If the inquiry results in a finding that no inappropriate behavior occurred, no action will be taken against the trainee.  If the trainee was suspended during the inquiry, he/she will be reinstated with full benefits and pay. 

If the inquiry results in a finding that disruptive behavior occurred that does not reach the level of misconduct, it may be addressed in accordance with the Academic Deficiency Policy as a deficit in the area of professionalism. As such, the program may take one or more responses including, but not limited to:

  • A verbal or written warning
  • Issuance of a Letter of Deficiency
  • Education regarding appropriate behavior

Or, the program may take one or more Actions (as defined in the Academic Deficiency Policy):

  • Non-promotion to next PGY level
  • Denial of credit for previously completed rotations
  • Repeat of a rotation(s) that extends the required period of training
  • Suspension
  • Non-renewal of contract
  • Termination from the residency or fellowship program

If the inquiry results in a finding that a trainee participated in misconduct, the program director (in consultation as appropriate with the DIO, hospital administrator, human resources personnel, legal counsel or other individuals) shall determine what response is appropriate to remedy the situation.  Determination as to whether an inappropriate behavior constitutes misconduct, versus disruptive behavior, is at the discretion of the program director.  A program is under no obligation to offer any resident a second opportunity to engage in misconduct, especially in the patient care setting. The program may take one or more Actions including, but not limited to:

  • Suspension
  • Non-renewal of contract
  • Termination from the residency or fellowship program

Actions:

A decision not to promote a resident/fellow to the next PGY level, to suspend a resident/fellow, to extend a resident/fellow’s defined period of training, to not renew a resident’s/fellow’s contract and/or to terminate a resident’s/fellow’s participation in a training program may require disclosure to others upon request, including but not limited to privileging hospitals, licensure or specialty boards.
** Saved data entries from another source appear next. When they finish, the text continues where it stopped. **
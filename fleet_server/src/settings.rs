use std::env;
use std::str::FromStr;
use std::time::Duration;

use serde::{Deserialize, Serialize};

/// Process-wide server configuration, read once at startup.
#[derive(Debug, Serialize, Deserialize, Clone)]
pub struct ServerSettings {
    pub database_url: String,
    pub pool_size: u32,
    /// Minimum time between two enrollments of the same osquery host id.
    pub enroll_cooldown_seconds: u64,
    /// How long check-ins are buffered before `seen_time` is flushed.
    pub seen_flush_seconds: u64,
    pub carve_cleanup_seconds: u64,
    pub incoming_cleanup_seconds: u64,
    pub log_spec: String,
    pub log_dir: String,
    pub background_tasks: bool,
}

impl ServerSettings {
    /// Load settings from `DATABASE_URL` and `FLEET_*` environment variables,
    /// falling back to defaults for anything missing or malformed.
    pub fn from_env() -> Self {
        let defaults = Self::default();
        Self {
            database_url: env::var("DATABASE_URL").unwrap_or(defaults.database_url),
            pool_size: env_or("FLEET_POOL_SIZE", defaults.pool_size),
            enroll_cooldown_seconds: env_or(
                "FLEET_ENROLL_COOLDOWN_SECS",
                defaults.enroll_cooldown_seconds,
            ),
            seen_flush_seconds: env_or("FLEET_SEEN_FLUSH_SECS", defaults.seen_flush_seconds),
            carve_cleanup_seconds: env_or(
                "FLEET_CARVE_CLEANUP_SECS",
                defaults.carve_cleanup_seconds,
            ),
            incoming_cleanup_seconds: env_or(
                "FLEET_INCOMING_CLEANUP_SECS",
                defaults.incoming_cleanup_seconds,
            ),
            log_spec: env::var("FLEET_LOG_SPEC").unwrap_or(defaults.log_spec),
            log_dir: env::var("FLEET_LOG_DIR").unwrap_or(defaults.log_dir),
            background_tasks: env_or("FLEET_BACKGROUND_TASKS", defaults.background_tasks),
        }
    }

    pub fn enroll_cooldown(&self) -> Duration {
        Duration::from_secs(self.enroll_cooldown_seconds)
    }

    pub fn seen_flush_interval(&self) -> Duration {
        Duration::from_secs(self.seen_flush_seconds.max(1))
    }

    pub fn carve_cleanup_interval(&self) -> Duration {
        Duration::from_secs(self.carve_cleanup_seconds.max(1))
    }

    pub fn incoming_cleanup_interval(&self) -> Duration {
        Duration::from_secs(self.incoming_cleanup_seconds.max(1))
    }
}

impl Default for ServerSettings {
    fn default() -> Self {
        Self {
            database_url: "fleet.db".to_string(),
            pool_size: 8,
            enroll_cooldown_seconds: 0,
            seen_flush_seconds: 10,
            carve_cleanup_seconds: 3600,
            incoming_cleanup_seconds: 60,
            log_spec: "info".to_string(),
            log_dir: "logs".to_string(),
            background_tasks: true,
        }
    }
}

fn env_or<T: FromStr>(key: &str, default: T) -> T {
    match env::var(key) {
        Ok(raw) => parse_or(key, &raw, default),
        Err(_) => default,
    }
}

fn parse_or<T: FromStr>(key: &str, raw: &str, default: T) -> T {
    match raw.trim().parse() {
        Ok(v) => v,
        Err(_) => {
            log::warn!("ignoring malformed {}={:?}, using default", key, raw);
            default
        }
    }
}

#[cfg(test)]
mod tests {
    use super::*;

    #[test]
    fn malformed_values_fall_back_to_default() {
        assert_eq!(parse_or("FLEET_POOL_SIZE", "twelve", 8u32), 8);
        assert_eq!(parse_or("FLEET_POOL_SIZE", " 12 ", 8u32), 12);
        assert!(!parse_or("FLEET_BACKGROUND_TASKS", "false", true));
    }

    #[test]
    fn intervals_are_never_zero() {
        let settings = ServerSettings {
            seen_flush_seconds: 0,
            ..ServerSettings::default()
        };
        assert_eq!(settings.seen_flush_interval(), Duration::from_secs(1));
        assert_eq!(settings.enroll_cooldown(), Duration::ZERO);
    }
}
use anyhow::Result;

use fleet_server::db::{self, logger::init_logger};
use fleet_server::settings::ServerSettings;

#[rocket::main]
async fn main() -> Result<()> {
    let settings = ServerSettings::from_env();
    let _logger = init_logger(&settings)?;

    log::info!("opening database {}", settings.database_url);
    let pool = db::initialize(&settings)?;

    fleet_server::build_rocket(settings, pool)
        .launch()
        .await
        .map_err(|e| anyhow::anyhow!("server failed: {}", e))?;

    log::info!("server stopped");
    Ok(())
}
If a resident/fellow is subject to an Action as a result of disruptive behavior or misconduct, he/she must be notified of this in writing.  Such notification must be signed by the Program Director and the DIO/Chair of GMEC.  A non-renewal or termination of contract must be reported to the Illinois Department of Financial and Professional Regulation by the institution and program.

Due Process and Request for Review:

A resident/fellow who is subject to an Action as a result of disruptive behavior or misconduct may request a review of the decision as described in the Due Process and Resident Complaint Policy.  A copy of the Due Process and Resident Complaint Policy should be given to any resident/fellow who is subject to an Action.